=== Task brief ===
Retype, word for word, each line between the lines holding "self.id_calls.load(Ordering::SeqCst)" and "if self.ids_fail_after.is_some_and(|after| call", inclusive, and leave the rest of the data alone.

=== Section Start ===

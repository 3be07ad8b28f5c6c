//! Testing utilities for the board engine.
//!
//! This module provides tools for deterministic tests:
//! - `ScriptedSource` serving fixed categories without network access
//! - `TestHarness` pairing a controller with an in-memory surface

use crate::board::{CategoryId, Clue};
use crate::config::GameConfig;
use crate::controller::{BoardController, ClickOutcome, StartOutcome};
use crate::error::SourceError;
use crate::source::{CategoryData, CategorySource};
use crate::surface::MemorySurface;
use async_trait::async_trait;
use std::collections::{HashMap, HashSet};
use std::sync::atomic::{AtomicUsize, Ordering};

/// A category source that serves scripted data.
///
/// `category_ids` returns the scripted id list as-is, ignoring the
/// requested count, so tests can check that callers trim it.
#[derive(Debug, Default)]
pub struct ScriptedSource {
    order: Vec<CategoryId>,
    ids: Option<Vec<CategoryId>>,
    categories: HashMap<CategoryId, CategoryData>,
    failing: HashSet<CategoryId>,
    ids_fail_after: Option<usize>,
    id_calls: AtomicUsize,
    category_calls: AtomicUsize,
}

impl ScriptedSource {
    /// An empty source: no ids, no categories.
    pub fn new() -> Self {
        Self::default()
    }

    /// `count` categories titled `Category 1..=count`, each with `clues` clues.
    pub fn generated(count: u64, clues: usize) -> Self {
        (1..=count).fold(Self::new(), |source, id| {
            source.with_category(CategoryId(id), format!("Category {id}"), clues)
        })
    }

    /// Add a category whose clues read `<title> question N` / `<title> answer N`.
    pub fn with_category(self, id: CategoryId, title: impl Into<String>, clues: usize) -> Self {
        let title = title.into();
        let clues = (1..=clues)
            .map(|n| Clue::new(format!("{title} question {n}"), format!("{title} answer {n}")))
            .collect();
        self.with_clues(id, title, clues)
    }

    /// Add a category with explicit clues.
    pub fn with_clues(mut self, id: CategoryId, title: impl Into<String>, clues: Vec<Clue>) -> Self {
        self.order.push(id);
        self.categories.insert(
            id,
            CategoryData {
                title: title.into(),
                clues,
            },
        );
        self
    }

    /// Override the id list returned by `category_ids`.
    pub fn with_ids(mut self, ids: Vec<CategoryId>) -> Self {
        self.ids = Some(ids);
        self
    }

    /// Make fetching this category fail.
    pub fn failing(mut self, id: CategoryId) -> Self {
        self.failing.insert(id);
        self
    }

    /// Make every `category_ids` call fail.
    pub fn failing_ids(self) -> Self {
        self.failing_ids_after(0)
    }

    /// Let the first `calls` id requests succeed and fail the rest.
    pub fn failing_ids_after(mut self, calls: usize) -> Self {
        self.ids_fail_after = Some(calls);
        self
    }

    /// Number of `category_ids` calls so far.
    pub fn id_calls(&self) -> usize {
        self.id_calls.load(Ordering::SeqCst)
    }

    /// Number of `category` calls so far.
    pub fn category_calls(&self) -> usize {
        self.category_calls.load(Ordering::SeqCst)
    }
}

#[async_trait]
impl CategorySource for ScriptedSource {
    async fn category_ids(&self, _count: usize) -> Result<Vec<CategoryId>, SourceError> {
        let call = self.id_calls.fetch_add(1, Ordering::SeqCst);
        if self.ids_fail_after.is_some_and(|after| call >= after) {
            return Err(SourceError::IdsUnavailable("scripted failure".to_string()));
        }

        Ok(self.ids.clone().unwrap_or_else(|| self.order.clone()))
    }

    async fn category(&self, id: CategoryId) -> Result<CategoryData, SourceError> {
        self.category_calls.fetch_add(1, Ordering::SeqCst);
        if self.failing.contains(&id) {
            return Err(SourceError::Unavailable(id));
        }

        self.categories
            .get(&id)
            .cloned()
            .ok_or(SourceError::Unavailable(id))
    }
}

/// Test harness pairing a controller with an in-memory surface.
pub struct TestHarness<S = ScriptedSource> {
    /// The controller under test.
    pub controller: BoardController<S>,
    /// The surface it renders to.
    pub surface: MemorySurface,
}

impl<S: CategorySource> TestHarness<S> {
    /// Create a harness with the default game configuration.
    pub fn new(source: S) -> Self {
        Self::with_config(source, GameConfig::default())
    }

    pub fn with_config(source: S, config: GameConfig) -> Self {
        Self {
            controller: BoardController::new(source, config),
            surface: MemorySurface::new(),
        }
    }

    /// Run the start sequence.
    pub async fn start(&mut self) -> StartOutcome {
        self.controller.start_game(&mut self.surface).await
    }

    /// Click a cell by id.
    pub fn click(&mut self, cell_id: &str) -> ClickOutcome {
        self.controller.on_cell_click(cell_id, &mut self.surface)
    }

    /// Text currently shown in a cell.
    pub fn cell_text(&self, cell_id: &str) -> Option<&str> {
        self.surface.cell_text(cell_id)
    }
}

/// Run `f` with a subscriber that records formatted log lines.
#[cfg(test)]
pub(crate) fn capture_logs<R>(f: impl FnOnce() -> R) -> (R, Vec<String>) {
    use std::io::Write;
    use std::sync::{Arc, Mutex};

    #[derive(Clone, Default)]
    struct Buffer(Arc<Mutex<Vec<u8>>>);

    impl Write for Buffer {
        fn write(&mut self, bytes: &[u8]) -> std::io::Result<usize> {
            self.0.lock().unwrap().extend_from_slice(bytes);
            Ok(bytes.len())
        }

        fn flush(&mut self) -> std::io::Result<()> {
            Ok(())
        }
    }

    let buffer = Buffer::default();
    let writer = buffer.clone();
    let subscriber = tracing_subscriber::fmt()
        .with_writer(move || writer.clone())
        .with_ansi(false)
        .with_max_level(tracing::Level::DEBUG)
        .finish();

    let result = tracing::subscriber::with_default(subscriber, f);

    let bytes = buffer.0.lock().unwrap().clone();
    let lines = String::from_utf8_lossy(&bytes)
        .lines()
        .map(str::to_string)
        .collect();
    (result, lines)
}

=== Section End ===

=== Response to this task ===
        self.id_calls.load(Ordering::SeqCst)
    }

    /// Number of `category` calls so far.
    pub fn category_calls(&self) -> usize {
        self.category_calls.load(Ordering::SeqCst)
    }
}

#[async_trait]
impl CategorySource for ScriptedSource {
    async fn category_ids(&self, _count: usize) -> Result<Vec<CategoryId>, SourceError> {
        let call = self.id_calls.fetch_add(1, Ordering::SeqCst);
        if self.ids_fail_after.is_some_and(|after| call >= after) {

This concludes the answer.